** INPUT FOR THIS TASK **
-*-
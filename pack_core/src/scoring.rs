//! # Performance Profile
//!
//! Eight-criterion score card (0-10 each) for a result set, with a target
//! score per criterion. Drop and vibration resistance follow their safety
//! factors and ISTA compliance follows the pass rate; the remaining criteria
//! are a coarse baseline with a little jitter drawn from the session's
//! random source.

use rand::Rng;
use serde::{Deserialize, Serialize};

use crate::calculations::TestResult;
use crate::errors::{SimError, SimResult};
use crate::scenarios::TestType;

const RESISTANCE_PER_SAFETY: f64 = 3.5;
const MAX_SCORE: f64 = 10.0;
const BASELINE_ALL_PASS: f64 = 7.5;
const BASELINE_WITH_FAILURES: f64 = 6.0;
const BASELINE_JITTER: f64 = 0.5;
const FLAT_TARGET: f64 = 8.2;
const OPTIMIZED_TARGET_CAP: f64 = 8.5;
const OPTIMIZED_TARGET_LIFT: f64 = 1.5;

#[derive(Debug, Clone, Copy, PartialEq, Eq, Hash, Serialize, Deserialize)]
#[serde(rename_all = "snake_case")]
pub enum Criterion {
    StructuralIntegrity,
    MaterialEfficiency,
    CostEffectiveness,
    ManufacturingFeasibility,
    EnvironmentalImpact,
    IstaCompliance,
    DropResistance,
    VibrationResistance,
}

impl Criterion {
    /// All criteria in score-card order
    pub const ALL: [Criterion; 8] = [
        Criterion::StructuralIntegrity,
        Criterion::MaterialEfficiency,
        Criterion::CostEffectiveness,
        Criterion::ManufacturingFeasibility,
        Criterion::EnvironmentalImpact,
        Criterion::IstaCompliance,
        Criterion::DropResistance,
        Criterion::VibrationResistance,
    ];

    pub fn display_name(&self) -> &'static str {
        match self {
            Criterion::StructuralIntegrity => "Structural Integrity",
            Criterion::MaterialEfficiency => "Material Efficiency",
            Criterion::CostEffectiveness => "Cost Effectiveness",
            Criterion::ManufacturingFeasibility => "Manufacturing Feasibility",
            Criterion::EnvironmentalImpact => "Environmental Impact",
            Criterion::IstaCompliance => "ISTA Compliance",
            Criterion::DropResistance => "Drop Resistance",
            Criterion::VibrationResistance => "Vibration Resistance",
        }
    }

    /// Scenario whose safety factor drives this criterion, if any
    fn driving_test(&self) -> Option<TestType> {
        match self {
            Criterion::DropResistance => Some(TestType::Drop),
            Criterion::VibrationResistance => Some(TestType::Vibration),
            _ => None,
        }
    }
}

#[derive(Debug, Clone, PartialEq, Serialize, Deserialize)]
pub struct CriterionScore {
    pub criterion: Criterion,
    pub score: f64,
    pub target: f64,
}

#[derive(Debug, Clone, PartialEq, Serialize, Deserialize)]
pub struct PerformanceProfile {
    pub scores: Vec<CriterionScore>,
}

impl PerformanceProfile {
    /// Score `results`.
    ///
    /// With `optimization_applied` each target is the score lifted by 1.5
    /// (capped at 8.5); otherwise every target is 8.2.
    ///
    /// # Errors
    ///
    /// `NoResults` when `results` is empty.
    pub fn score<R: Rng + ?Sized>(
        results: &[&TestResult],
        optimization_applied: bool,
        rng: &mut R,
    ) -> SimResult<Self> {
        if results.is_empty() {
            return Err(SimError::NoResults);
        }

        let passed = results.iter().filter(|r| r.passes()).count();
        let any_failed = passed < results.len();
        let compliance_rate = passed as f64 / results.len() as f64;
        let baseline = if any_failed {
            BASELINE_WITH_FAILURES
        } else {
            BASELINE_ALL_PASS
        };

        let scores = Criterion::ALL
            .iter()
            .map(|&criterion| {
                let driving = criterion
                    .driving_test()
                    .and_then(|t| results.iter().find(|r| r.test_type == t));
                let raw = match (criterion, driving) {
                    (_, Some(result)) => (result.safety_factor * RESISTANCE_PER_SAFETY).min(MAX_SCORE),
                    (Criterion::IstaCompliance, None) => compliance_rate * MAX_SCORE,
                    _ => baseline + rng.gen_range(-BASELINE_JITTER..BASELINE_JITTER),
                };
                let score = raw.clamp(0.0, MAX_SCORE);
                let target = if optimization_applied {
                    (score + OPTIMIZED_TARGET_LIFT).min(OPTIMIZED_TARGET_CAP)
                } else {
                    FLAT_TARGET
                };
                CriterionScore {
                    criterion,
                    score,
                    target,
                }
            })
            .collect();

        Ok(PerformanceProfile { scores })
    }

    /// Score of one criterion
    pub fn get(&self, criterion: Criterion) -> Option<f64> {
        self.scores
            .iter()
            .find(|s| s.criterion == criterion)
            .map(|s| s.score)
    }

    /// Mean score across all criteria
    pub fn mean(&self) -> f64 {
        if self.scores.is_empty() {
            return 0.0;
        }
        self.scores.iter().map(|s| s.score).sum::<f64>() / self.scores.len() as f64
    }
}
-*-
** WHAT YOU HAVE TO DO **
Tally the lines in the listing that contain the string "StructuralIntegrity", then report that tally alone.

** THE ANSWER **
3